Asbestos first began in the early 1900s, and most industrial revolutionists saw asbestos as a technological wonder. Because of some of its properties, asbestos became a popular choice in shipping, aviation, automobiles and even saw use in military applications. Researchers first speculated about the potential for health complications in the early 1970s. Irving Selikoff first ushered in these global regulations on it, and the laws have continued to evolve ever since.
The Changes Inspired
Industry-wide change came as these regulations took effect and everything from mining to the usage of dangerous asbestos became controlled. The international communities soon made recommendations, and they chose to specifically regulate the asbestos known as white asbestos. This has also been called chrysotile. Exposure to harmful asbestos goes through what's known as a "latency period," which can, unfortunately, take decades before the full manifestations are realized.

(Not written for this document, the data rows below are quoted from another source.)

use std::fmt;

use serde::{Deserialize, Serialize};

#[derive(Debug, Clone, PartialEq, Serialize, Deserialize)]
pub enum Value {
    Null,
    Integer(i64),
    Float(f64),
    Text(String),
    Boolean(bool),
}

impl Value {
    pub fn type_name(&self) -> &'static str {
        match self {
            Self::Null => "NULL",
            Self::Integer(_) => "INTEGER",
            Self::Float(_) => "FLOAT",
            Self::Text(_) => "TEXT",
            Self::Boolean(_) => "BOOLEAN",
        }
    }

    pub fn is_null(&self) -> bool {
        matches!(self, Self::Null)
    }

    /// Render as a SQL literal for DDL output.
    pub fn to_sql_literal(&self) -> String {
        match self {
            Self::Null => "NULL".to_string(),
            Self::Text(s) => format!("'{}'", s.replace('\'', "''")),
            Self::Boolean(b) => if *b { "TRUE" } else { "FALSE" }.to_string(),
            other => other.to_string(),
        }
    }
}

impl fmt::Display for Value {
    fn fmt(&self, f: &mut fmt::Formatter<'_>) -> fmt::Result {
        match self {
            Self::Null => write!(f, "NULL"),
            Self::Integer(i) => write!(f, "{}", i),
            Self::Float(fl) => write!(f, "{}", fl),
            Self::Text(s) => write!(f, "{}", s),
            Self::Boolean(b) => write!(f, "{}", b),
        }
    }
}

impl From<i64> for Value {
    fn from(i: i64) -> Self {
        Self::Integer(i)
    }
}

impl From<f64> for Value {
    fn from(f: f64) -> Self {
        Self::Float(f)
    }
}

impl From<String> for Value {
    fn from(s: String) -> Self {
        Self::Text(s)
    }
}

impl From<&str> for Value {
    fn from(s: &str) -> Self {
        Self::Text(s.to_string())
    }
}

impl From<bool> for Value {
    fn from(b: bool) -> Self {
        Self::Boolean(b)
    }
}

#[derive(Debug, Clone, PartialEq, Eq, Hash, Serialize, Deserialize)]
pub enum DataType {
    Integer,
    Float,
    Boolean,
    /// Bounded string, `VARCHAR(n)`.
    String(u32),
    Text,
    /// Stored as ISO-8601 text.
    DateTime,
    /// Stored as serialized JSON text.
    Json,
}

impl DataType {
    pub fn is_compatible(&self, value: &Value) -> bool {
        match (self, value) {
            (_, Value::Null) => true,
            (Self::Integer, Value::Integer(_)) => true,
            (Self::Float, Value::Float(_)) => true,
            (Self::Float, Value::Integer(_)) => true,
            (Self::Boolean, Value::Boolean(_)) => true,
            (Self::String(max), Value::Text(s)) => s.chars().count() <= *max as usize,
            (Self::Text, Value::Text(_)) => true,
            (Self::DateTime, Value::Text(s)) => {
                chrono::NaiveDateTime::parse_from_str(s, "%Y-%m-%d %H:%M:%S%.f").is_ok()
                    || chrono::DateTime::parse_from_rfc3339(s).is_ok()
            }
            (Self::Json, Value::Text(s)) => serde_json::from_str::<serde_json::Value>(s).is_ok(),
            _ => false,
        }
    }
}

impl fmt::Display for DataType {
    fn fmt(&self, f: &mut fmt::Formatter<'_>) -> fmt::Result {
        match self {
            Self::Integer => write!(f, "INTEGER"),
            Self::Float => write!(f, "FLOAT"),
            Self::Boolean => write!(f, "BOOLEAN"),
            Self::String(len) => write!(f, "VARCHAR({})", len),
            Self::Text => write!(f, "TEXT"),
            Self::DateTime => write!(f, "DATETIME"),
            Self::Json => write!(f, "JSON"),
        }
    }
}
mod cli;

use clap::Parser;

use crate::cli::Cli;

fn main() -> anyhow::Result<()> {
    cli::app::run(Cli::parse())
}
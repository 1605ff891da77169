use std::fs::{File, OpenOptions, TryLockError};
use std::io::{Seek, SeekFrom, Write};
use std::path::{Path, PathBuf};
use std::sync::{Arc, Mutex};

use tracing::{Level, event};

use crate::core::{MigrateError, Result};

/// Exclusive right to migrate one database. Released on drop.
///
/// The lock covers the whole database, not one bookkeeping row: every
/// target name shares the same catalog, and each commit replaces it.
#[derive(Debug)]
pub struct MigrationLock {
    target: String,
    release: LockRelease,
}

#[derive(Debug)]
enum LockRelease {
    Slot(Arc<Mutex<Option<String>>>),
    File { file: File, path: PathBuf },
}

impl MigrationLock {
    /// Claim an in-process slot shared by every clone of a backend.
    pub(crate) fn acquire_slot(slot: &Arc<Mutex<Option<String>>>, target: &str) -> Result<Self> {
        let mut holder = slot.lock()?;
        if let Some(running) = holder.as_deref() {
            event!(
                Level::WARN,
                target_name = %target,
                holder = %running,
                "database is locked by another migration"
            );
            return Err(MigrateError::ConcurrentMigrationDetected(target.to_string()));
        }
        *holder = Some(target.to_string());
        Ok(Self {
            target: target.to_string(),
            release: LockRelease::Slot(Arc::clone(slot)),
        })
    }

    /// Take an advisory lock on `path`, creating it when missing.
    ///
    /// The operating system drops the lock when the holding process exits,
    /// so a lock file left behind by a killed run does not block later runs.
    pub(crate) fn acquire_file(path: &Path, target: &str) -> Result<Self> {
        let mut file = OpenOptions::new()
            .read(true)
            .write(true)
            .create(true)
            .truncate(false)
            .open(path)?;
        match file.try_lock() {
            Ok(()) => {}
            Err(TryLockError::WouldBlock) => {
                return Err(MigrateError::ConcurrentMigrationDetected(target.to_string()));
            }
            Err(TryLockError::Error(e)) => return Err(e.into()),
        }

        // Holder details are informational only.
        file.set_len(0)?;
        file.seek(SeekFrom::Start(0))?;
        writeln!(
            file,
            "pid={} target={} since={}",
            std::process::id(),
            target,
            chrono::Utc::now().to_rfc3339()
        )?;
        Ok(Self {
            target: target.to_string(),
            release: LockRelease::File {
                file,
                path: path.to_path_buf(),
            },
        })
    }

    pub fn target(&self) -> &str {
        &self.target
    }
}

impl Drop for MigrationLock {
    fn drop(&mut self) {
        match &self.release {
            LockRelease::Slot(slot) => match slot.lock() {
                Ok(mut holder) => {
                    holder.take();
                }
                Err(err) => {
                    event!(Level::ERROR, target_name = %self.target, error = %err, "failed to release migration lock");
                }
            },
            // The file stays in place; only the lock on it is released.
            LockRelease::File { file, path } => {
                if let Err(err) = file.unlock() {
                    event!(
                        Level::ERROR,
                        target_name = %self.target,
                        path = %path.display(),
                        error = %err,
                        "failed to unlock migration lock file"
                    );
                }
            }
        }
    }
}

The initial identification of it has made it an ongoing challenge for those working in the public health sector.
The Long-term Health Effects
We must understand the long-term health effects of asbestos if we will be able to defend ourselves against it. Researchers have continued ongoing studies on the long-term effects over the last couple decades. This substance will eventually get carried into the lower regions of the lungs where it can start a condition known as fibrotic lung disease. The asbestos warps the lining of the chest cavity and causes many problems.
Asbestos Still Used Today?
Many developed nations have continued to use safe asbestos in building materials because researchers have found how it doesn't pose a threat to the people. Safe asbestos has sometimes turned into a political pawn along the campaign trail. Researchers have found how chrysotile or the white asbestos can be safe when it gets managed correctly. However, the Canadian government continues in its efforts to ban this substance because what does "safe" mean? In the contemporary liberal political ideology, the government takes on a serious responsibility to maintain the public standards of health. It sounds like a noble effort, but this often turns into empty political promises and efforts with an ineffective execution. Justin Trudeau has tried to ban asbestos, but his efforts have proven wasted overall.
Regulation won't eliminate the safe kinds of asbestos. Because of the lack of interest, Trudeau has chosen an approach where he lets the public sleep on it. Not to mention, the mineral is okay when it has been left in an undisturbed state. Further legislation around asbestos could do more harm than good to a number of industries, which is why it has gone ignored. In particular, it could send shockwaves throughout the working middle class and have a dramatic negative impact on small business owners.